发生晕厥并处于“发作后状态”的患者可能有心律失常发作,并出现脑低灌注引起的混乱状态,这可误判为发作后状态。对这些患者采用钠通道阻断剂抗癫痫药物(苯妥英,卡马西平,扑痫酮,拉莫三嗪,和托吡酯等)的定向治疗措施可诱发BrS和导致不良后果。因此,癫痫诊断只能在仔细排除BrS后才能得以确立。
钾通道开通剂
动作电位1相结束时内外向电流的平衡决定复极是否发生全-或-无形式,因此,任何外向电流(IKATP,Ito和IKr)的增加可引起动作电位穹顶的丢失,并导致电流表达不同区域之间电压梯度上的易损窗口。IKATP激动剂匹那地尔和尼可地尔已显示能导致实验模型上Ito为主导而引起2相折返区域的动作电位穹顶丢失。葡萄糖和胰岛素通过减少血清钾浓度和增加Ito而揭示BrS。利尿剂和远端肾小管酸中毒通过减少血清钾浓度而起到类似作用。
钙通道阻断剂
ICa是形成动作电位穹顶的主要电流。如在动作电位1相结束时ICa降低并且不能克服外向电流的平衡,穹顶就消失。已显示形成动作电位1相的主要电流在心肌的不同层之间表达不一致,因此,在Ito增加区域强ICa是动作电位穹顶的挽救者。钙通道阻断剂激发BrS的基础,部分源于难以达到所需的电位阈值来挽救Ito强大区域(RVOT)的动作电位穹顶。钙通道阻断剂和β-阻断剂通过降低L-型钙电流而揭示BrS。乙酰胆碱通过抑制ICa导致动作电位穹顶的丢失并促发心律失常。同样,硝酸盐具有L-型钙通道阻断特性,能引发BrS表型。在上述所列的INa阻断剂中,三氟拉嗪,氰美马嗪,氟西汀,丁苯哌丁醇,氯胺酮,酒精等也能阻断ICa而增加这些药物揭示BrS表型的效应。
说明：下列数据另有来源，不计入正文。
//! Prefix table used to expand CURIEs.
//!
//! [`PrefixTable::default`] carries the core RDF prefixes plus a library set
//! of widely used vocabularies. Tables are built once and then only read while
//! vocabularies are compiled.

use std::collections::BTreeMap;

use crate::error::{ConfigError, Result};
use crate::model::{iris, Iri};

/// Prefixes every table starts with.
pub const CORE_PREFIXES: &[(&str, &str)] = &[
    ("owl", iris::OWL),
    ("rdf", iris::RDF),
    ("rdfs", iris::RDFS),
    ("xsd", iris::XSD),
    ("xml", "http://www.w3.org/XML/1998/namespace"),
];

/// Well-known vocabularies registered alongside [`CORE_PREFIXES`].
pub const LIBRARY_PREFIXES: &[(&str, &str)] = &[
    ("brick", "https://brickschema.org/schema/Brick#"),
    ("csvw", "http://www.w3.org/ns/csvw#"),
    ("dc", "http://purl.org/dc/elements/1.1/"),
    ("dcat", "http://www.w3.org/ns/dcat#"),
    ("dcmitype", "http://purl.org/dc/dcmitype/"),
    ("dcterms", "http://purl.org/dc/terms/"),
    ("dcam", "http://purl.org/dc/dcam/"),
    ("doap", "http://usefulinc.com/ns/doap#"),
    ("foaf", "http://xmlns.com/foaf/0.1/"),
    ("geo", "http://www.opengis.net/ont/geosparql#"),
    ("odrl", "http://www.w3.org/ns/odrl/2/"),
    ("org", "http://www.w3.org/ns/org#"),
    ("prof", "http://www.w3.org/ns/dx/prof/"),
    ("prov", "http://www.w3.org/ns/prov#"),
    ("qb", "http://purl.org/linked-data/cube#"),
    ("schema", "https://schema.org/"),
    ("sh", "http://www.w3.org/ns/shacl#"),
    ("skos", iris::SKOS),
    ("sosa", "http://www.w3.org/ns/sosa/"),
    ("ssn", "http://www.w3.org/ns/ssn/"),
    ("time", "http://www.w3.org/2006/time#"),
    ("vann", "http://purl.org/vocab/vann/"),
    ("void", "http://rdfs.org/ns/void#"),
    ("wgs", "https://www.w3.org/2003/01/geo/wgs84_pos#"),
];

/// Mapping from short prefix to namespace IRI. Prefixes are unique.
#[derive(Debug, Clone, PartialEq, Eq)]
pub struct PrefixTable {
    entries: BTreeMap<String, Iri>,
}

impl PrefixTable {
    /// An empty table.
    #[must_use]
    pub fn empty() -> Self {
        Self {
            entries: BTreeMap::new(),
        }
    }

    /// Registers `prefix` → `namespace`.
    ///
    /// Re-registering a prefix with the namespace it already has is a no-op.
    ///
    /// # Errors
    ///
    /// Returns [`ConfigError::InvalidPrefix`] if `prefix` is not a valid CURIE
    /// prefix, or [`ConfigError::ConflictingPrefix`] if it is already bound to
    /// a different namespace.
    pub fn insert(&mut self, prefix: &str, namespace: Iri) -> Result<()> {
        if !is_valid_prefix(prefix) {
            return Err(ConfigError::InvalidPrefix(prefix.to_owned()).into());
        }
        match self.entries.get(prefix) {
            Some(existing) if *existing == namespace => Ok(()),
            Some(existing) => Err(ConfigError::ConflictingPrefix {
                prefix: prefix.to_owned(),
                existing: existing.to_string(),
                requested: namespace.to_string(),
            }
            .into()),
            None => {
                self.entries.insert(prefix.to_owned(), namespace);
                Ok(())
            }
        }
    }

    /// Builder-style [`insert`](Self::insert).
    ///
    /// # Errors
    ///
    /// Same as [`insert`](Self::insert).
    pub fn with(mut self, prefix: &str, namespace: Iri) -> Result<Self> {
        self.insert(prefix, namespace)?;
        Ok(self)
    }

    /// Looks up the namespace bound to `prefix`.
    #[must_use]
    pub fn get(&self, prefix: &str) -> Option<&Iri> {
        self.entries.get(prefix)
    }

    /// Iterates entries in prefix order.
    pub fn iter(&self) -> impl Iterator<Item = (&str, &Iri)> {
        self.entries.iter().map(|(p, ns)| (p.as_str(), ns))
    }

    /// Number of registered prefixes.
    #[must_use]
    pub fn len(&self) -> usize {
        self.entries.len()
    }

    /// Whether the table has no entries.
    #[must_use]
    pub fn is_empty(&self) -> bool {
        self.entries.is_empty()
    }
}

impl Default for PrefixTable {
    fn default() -> Self {
        let entries = CORE_PREFIXES
            .iter()
            .chain(LIBRARY_PREFIXES)
            .map(|(prefix, ns)| ((*prefix).to_owned(), Iri::new_unchecked(ns)))
            .collect();
        Self { entries }
    }
}

/// A prefix may be empty (the default namespace) or an ASCII letter followed
/// by letters, digits, `-`, `_`, or `.`, not ending in `.`.
pub(crate) fn is_valid_prefix(prefix: &str) -> bool {
    let mut chars = prefix.chars();
    match chars.next() {
        None => true,
        Some(first) if first.is_ascii_alphabetic() => {
            !prefix.ends_with('.')
                && chars.all(|c| c.is_ascii_alphanumeric() || matches!(c, '-' | '_' | '.'))
        }
        Some(_) => false,
    }
}

#[cfg(test)]
mod tests {
    use super::*;
    use crate::error::Error;

    #[test]
    fn default_table_has_core_and_library_prefixes() {
        let table = PrefixTable::default();
        assert_eq!(table.len(), CORE_PREFIXES.len() + LIBRARY_PREFIXES.len());
        assert_eq!(
            table.get("skos").map(Iri::as_str),
            Some("http://www.w3.org/2004/02/skos/core#")
        );
        assert!(table.get("rdf").is_some());
    }

    #[test]
    fn core_namespaces_match_term_constants() {
        let table = PrefixTable::default();
        let rdf_type = table.get("rdf").map(|ns| format!("{ns}type"));
        assert_eq!(rdf_type.as_deref(), Some(iris::RDF_TYPE));
        let xsd_string = table.get("xsd").map(|ns| format!("{ns}string"));
        assert_eq!(xsd_string.as_deref(), Some(iris::XSD_STRING));
        assert_eq!(table.get("owl").map(Iri::as_str), Some(iris::OWL));
        assert_eq!(table.get("rdfs").map(Iri::as_str), Some(iris::RDFS));
    }

    #[test]
    fn all_default_prefixes_unique() {
        let mut seen = std::collections::HashSet::new();
        for (prefix, _) in CORE_PREFIXES.iter().chain(LIBRARY_PREFIXES) {
            assert!(seen.insert(*prefix), "Duplicate prefix: {prefix}");
        }
    }

    #[test]
    fn rebinding_to_same_namespace_is_allowed() {
        let mut table = PrefixTable::default();
        let skos = Iri::new_unchecked("http://www.w3.org/2004/02/skos/core#");
        assert!(table.insert("skos", skos).is_ok());
    }

    #[test]
    fn conflicting_rebind_is_rejected() {
        let mut table = PrefixTable::default();
        let err = table
            .insert("skos", Iri::new_unchecked("http://example.org/skos#"))
            .unwrap_err();
        assert!(matches!(
            err,
            Error::Config(ConfigError::ConflictingPrefix { ref prefix, .. }) if prefix == "skos"
        ));
    }

    #[test]
    fn prefix_syntax() {
        assert!(is_valid_prefix(""));
        assert!(is_valid_prefix("sl"));
        assert!(is_valid_prefix("my-vocab_2"));
        assert!(!is_valid_prefix("2vocab"));
        assert!(!is_valid_prefix("a b"));
        assert!(!is_valid_prefix("trailing."));
    }
}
图1吡西卡尼诱发的Brugada心电图变化:左图为基础状态胸导联心电图,右图为静脉注射吡西卡尼(0.8mg/kg)后胸导联心电图。
图2Brugada综合征复极离散和2相折返假说:A:Ito是动作电位1相的主要电流,心内膜细胞缺乏此电流;B:心内膜与心外膜之间不一致的Ito表达导致复极1相透壁电位差,是J波综合征中J点抬高的原因;C:BrSIto明显和(或)内向钠或钙电流减少致使细胞面临全-或-无现象,一旦动作电位1相谷值达到L-型钙通道激动阈值以下时即导致动作电位穹顶丢失和动作电位时程缩短;D:心外膜内或透壁电流扩布,从保留动作电位2相的部位流向动作电位2相缺失的部位,引发短偶联间期的再兴奋,称作2相折返,这成为BrS VT和VF发作的触发机制。